I'm not sure that's all that's needed, though.
>> that won't work. I thought super() was just supposed to call the
>> appropriate same-named method of a parent class. Anything else can be
>> done through the usual self.whatever, surely?
> Not really. To translate literally a Java class which has methods X
> (which calls the base's Y) and Y (which calls the base's X method),
> I'd need a Python's super() to be like Java's super (returning a class
I've never bothered with Java.

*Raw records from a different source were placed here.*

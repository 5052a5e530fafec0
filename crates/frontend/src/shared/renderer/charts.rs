//! Small SVG charts for the `line-chart`, `bar-chart` and `scatter-chart`
//! elements.

use contracts::shared::component::Element;
use leptos::prelude::*;
use serde_json::Value;

const WIDTH: f64 = 600.0;
const PADDING: f64 = 40.0;
const DEFAULT_HEIGHT: f64 = 300.0;

/// Mantine palette names used by the server; anything else passes through.
pub fn palette_color(name: &str) -> String {
    match name {
        "blue.6" => "#228be6".to_string(),
        "red.6" => "#fa5252".to_string(),
        "green.6" => "#40c057".to_string(),
        other => other.to_string(),
    }
}

/// Linear map of `v` from `[min, max]` onto `[lo, hi]`.
pub fn scale(v: f64, min: f64, max: f64, lo: f64, hi: f64) -> f64 {
    if (max - min).abs() < f64::EPSILON {
        return (lo + hi) / 2.0;
    }
    lo + (v - min) / (max - min) * (hi - lo)
}

/// Numbers in SVG attributes are written with one decimal.
fn num(v: f64) -> String {
    format!("{v:.1}")
}

fn str_prop<'a>(element: &'a Element, key: &str) -> Option<&'a str> {
    element.get_prop(key).and_then(Value::as_str)
}

fn chart_height(element: &Element) -> f64 {
    element
        .get_prop("h")
        .and_then(Value::as_f64)
        .unwrap_or(DEFAULT_HEIGHT)
}

#[derive(Debug, Clone, PartialEq)]
pub struct Series {
    pub label: String,
    pub color: String,
}

fn first_series(element: &Element) -> (Option<String>, Series) {
    let series = element.get_prop("series").and_then(|s| s.get(0));
    let key = series
        .and_then(|s| s.get("name"))
        .and_then(Value::as_str)
        .map(str::to_string);
    let label = series
        .and_then(|s| s.get("label"))
        .and_then(Value::as_str)
        .or(key.as_deref())
        .unwrap_or_default()
        .to_string();
    let color = series
        .and_then(|s| s.get("color"))
        .and_then(Value::as_str)
        .map(palette_color)
        .unwrap_or_else(|| palette_color("blue.6"));
    (key, Series { label, color })
}

/// `(category, value)` pairs of the first series.
pub fn category_points(element: &Element) -> Vec<(String, f64)> {
    let data_key = str_prop(element, "dataKey").unwrap_or("x");
    let (series_key, _) = first_series(element);
    let series_key = series_key.unwrap_or_else(|| "value".to_string());

    element
        .get_prop("data")
        .and_then(Value::as_array)
        .map(|rows| {
            rows.iter()
                .filter_map(|row| {
                    let category = row.get(data_key)?.as_str()?.to_string();
                    let value = row.get(&series_key)?.as_f64()?;
                    Some((category, value))
                })
                .collect()
        })
        .unwrap_or_default()
}

/// `(x, y)` points of the first scatter series.
pub fn scatter_points(element: &Element) -> (Series, Vec<(f64, f64)>) {
    let keys = element.get_prop("dataKey");
    let x_key = keys
        .and_then(|k| k.get("x"))
        .and_then(Value::as_str)
        .unwrap_or("x");
    let y_key = keys
        .and_then(|k| k.get("y"))
        .and_then(Value::as_str)
        .unwrap_or("y");

    let first = element.get_prop("data").and_then(|d| d.get(0));
    let series = Series {
        label: first
            .and_then(|s| s.get("name"))
            .and_then(Value::as_str)
            .unwrap_or_default()
            .to_string(),
        color: first
            .and_then(|s| s.get("color"))
            .and_then(Value::as_str)
            .map(palette_color)
            .unwrap_or_else(|| palette_color("blue.6")),
    };
    let points = first
        .and_then(|s| s.get("data"))
        .and_then(Value::as_array)
        .map(|rows| {
            rows.iter()
                .filter_map(|p| Some((p.get(x_key)?.as_f64()?, p.get(y_key)?.as_f64()?)))
                .collect()
        })
        .unwrap_or_default();
    (series, points)
}

fn value_range(values: impl Iterator<Item = f64>) -> (f64, f64) {
    let (min, max) = values.fold((f64::MAX, f64::MIN), |(lo, hi), v| (lo.min(v), hi.max(v)));
    if min > max {
        return (0.0, 1.0);
    }
    (min.min(0.0), max)
}

#[component]
fn Axes(height: f64, x_label: String, y_label: String) -> impl IntoView {
    let bottom = height - PADDING;
    view! {
        <line x1=num(PADDING) y1=num(PADDING) x2=num(PADDING) y2=num(bottom) stroke="currentColor"/>
        <line
            x1=num(PADDING)
            y1=num(bottom)
            x2=num(WIDTH - PADDING)
            y2=num(bottom)
            stroke="currentColor"
        />
        <text x=num(WIDTH / 2.0) y=num(height - 5.0) text-anchor="middle" font-size="12">
            {x_label}
        </text>
        <text
            x="12"
            y=num(height / 2.0)
            font-size="12"
            transform=format!("rotate(-90 12 {})", num(height / 2.0))
        >
            {y_label}
        </text>
    }
}

#[component]
pub fn CategoryChart(element: Element) -> impl IntoView {
    let height = chart_height(&element);
    let points = category_points(&element);
    let (_, series) = first_series(&element);
    let is_bar = element.kind == "bar-chart";
    let x_label = str_prop(&element, "xAxisLabel").unwrap_or_default().to_string();
    let y_label = str_prop(&element, "yAxisLabel").unwrap_or_default().to_string();

    let (min, max) = value_range(points.iter().map(|(_, v)| *v));
    let slot = (WIDTH - 2.0 * PADDING) / points.len().max(1) as f64;
    let bottom = height - PADDING;
    let placed: Vec<(String, f64, f64)> = points
        .into_iter()
        .enumerate()
        .map(|(i, (category, v))| {
            let x = PADDING + slot * (i as f64 + 0.5);
            let y = scale(v, min, max, bottom, PADDING);
            (category, x, y)
        })
        .collect();

    let marks = if is_bar {
        let color = series.color.clone();
        placed
            .iter()
            .map(|(_, x, y)| {
                view! {
                    <rect
                        x=num(x - slot * 0.3)
                        y=num(*y)
                        width=num(slot * 0.6)
                        height=num(bottom - y)
                        fill=color.clone()
                    />
                }
            })
            .collect_view()
            .into_any()
    } else {
        let line: String = placed
            .iter()
            .map(|(_, x, y)| format!("{x:.1},{y:.1}"))
            .collect::<Vec<_>>()
            .join(" ");
        view! { <polyline points=line fill="none" stroke=series.color.clone() stroke-width="2"/> }
            .into_any()
    };

    let ticks = placed
        .into_iter()
        .map(|(category, x, _)| {
            view! {
                <text x=num(x) y=num(bottom + 16.0) text-anchor="middle" font-size="11">
                    {category}
                </text>
            }
        })
        .collect_view();

    view! {
        <figure class=format!("dc-{}", element.kind)>
            <svg viewBox=format!("0 0 {} {}", WIDTH, height) width="100%" height=num(height)>
                <Axes height=height x_label=x_label y_label=y_label/>
                {marks}
                {ticks}
            </svg>
            <figcaption style=format!("color: {};", series.color)>{series.label.clone()}</figcaption>
        </figure>
    }
}

#[component]
pub fn ScatterChart(element: Element) -> impl IntoView {
    let height = chart_height(&element);
    let (series, points) = scatter_points(&element);
    let x_label = str_prop(&element, "xAxisLabel").unwrap_or_default().to_string();
    let y_label = str_prop(&element, "yAxisLabel").unwrap_or_default().to_string();

    let (x_min, x_max) = value_range(points.iter().map(|(x, _)| *x));
    let (y_min, y_max) = value_range(points.iter().map(|(_, y)| *y));
    let bottom = height - PADDING;
    let color = series.color.clone();
    let dots = points
        .into_iter()
        .map(|(x, y)| {
            let cx = scale(x, x_min, x_max, PADDING, WIDTH - PADDING);
            let cy = scale(y, y_min, y_max, bottom, PADDING);
            view! { <circle cx=num(cx) cy=num(cy) r="5" fill=color.clone()/> }
        })
        .collect_view();

    view! {
        <figure class="dc-scatter-chart">
            <svg viewBox=format!("0 0 {} {}", WIDTH, height) width="100%" height=num(height)>
                <Axes height=height x_label=x_label y_label=y_label/>
                {dots}
            </svg>
            <figcaption style=format!("color: {};", series.color)>{series.label.clone()}</figcaption>
        </figure>
    }
}

#[cfg(test)]
mod tests {
    use super::*;
    use serde_json::json;

    fn line_chart() -> Element {
        Element::new("line-chart")
            .prop("dataKey", "month")
            .prop(
                "data",
                json!([
                    { "month": "January", "value": 10 },
                    { "month": "February", "value": 11 },
                    { "month": "March" }
                ]),
            )
            .prop(
                "series",
                json!([{ "name": "value", "color": "blue.6", "label": "Sample Data" }]),
            )
    }

    #[test]
    fn test_category_points_skip_incomplete_rows() {
        assert_eq!(
            category_points(&line_chart()),
            vec![("January".to_string(), 10.0), ("February".to_string(), 11.0)]
        );
        let (key, series) = first_series(&line_chart());
        assert_eq!(key.as_deref(), Some("value"));
        assert_eq!(series.label, "Sample Data");
        assert_eq!(series.color, "#228be6");
    }

    #[test]
    fn test_scatter_points() {
        let chart = Element::new("scatter-chart")
            .prop("dataKey", json!({ "x": "x", "y": "y" }))
            .prop(
                "data",
                json!([{ "name": "Sample Data", "color": "blue.6",
                         "data": [{ "x": 1, "y": 10 }, { "x": 2, "y": 11 }] }]),
            );
        let (series, points) = scatter_points(&chart);
        assert_eq!(series.label, "Sample Data");
        assert_eq!(points, vec![(1.0, 10.0), (2.0, 11.0)]);
    }

    #[test]
    fn test_scale() {
        assert_eq!(scale(5.0, 0.0, 10.0, 0.0, 100.0), 50.0);
        assert_eq!(scale(10.0, 0.0, 10.0, 360.0, 40.0), 40.0);
        // flat range sits in the middle
        assert_eq!(scale(3.0, 3.0, 3.0, 0.0, 10.0), 5.0);
        assert_eq!(value_range(std::iter::empty()), (0.0, 1.0));
        assert_eq!(value_range([9.0, 16.0].into_iter()), (0.0, 16.0));
    }
}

How can you write a method X which
calls the base's Y without explicitly calling the base's Y? And if
you have to do it explicitly, that'll work in Python, too.
> object reference) and not like what I name 'supercall'. self.X and
> self.Y just won't do for this.
It seems to me, what you said above about Java notwithstanding, that
the only time it's OK to call X where X is a method in a base class,
and where self.__class__ also has a method named X (so that self.X()
will do the wrong thing), is from inside self.X.
>> > But, how often is it going to be satisfactory to call 'just
>> > the one' (of several) inherited-method of a certain name, in
>> > a multiple-inheritance context? Just as often we may want
>>
>> It isn't (at least, not to me), which is why I avoided doing it that
> But you did do that -- you call just one of the several 'inherited'
> implementations of the method, in the code below.
Any one call to super() only calls one method, naturally. But if
everyone calls super() _all_ the methods eventually get called. Under
"Python rules", only the methods in D, B and A can ever run -- the one
in C never does, unless called explicitly with C.foo(self) from D; and
in that case, it's called out of order -- you either get D, B, A, C or
D, C, B, A, or, more likely D, B, A, C, A or D, C, A, B, A, with A.foo
getting called twice, since both B and C inherit A. This sucks. I
get D, B, C, A, which is the right order (B.foo and C.foo are both
called before their common superclass's A.foo, B.foo is called before
C.foo since B is to the left of C in D.__bases__) and A.foo is only
called once.
>> way. Having figured out how to get the frame info, here's an
>> implementation. No need to pass in the object and method name:
> I'd still want to pass them, at least optionally, to handle the
> above case where I want to call a _different_ inherited method.
I'm working on the assumption that if you want to do that, you're
doing something wrong.
>> If you just call super(__thisclass) with no args other than the class,
>> it passes on the args the calling method got; or you can specify other
>> args explicitly [yes, I know this prevents you calling with no args if
>> super's caller has args]
> As, once again, convenience gets in the way of simplicity and
Maybe. This is an attempt to copy the CALL-NEXT-METHOD functionality
of CLOS; in CLOS, all the methods will have similar argument lists,
because they're all part of one generic function, not independent
members of various classes. Just chop out the 5 lines in the middle
that copy the caller's arglist if you think it's better not to do
this.
> generality. Oh well:-). "Tantum convenientia potuit suadere
> malorum", as Lucretius might write if he lived today!-)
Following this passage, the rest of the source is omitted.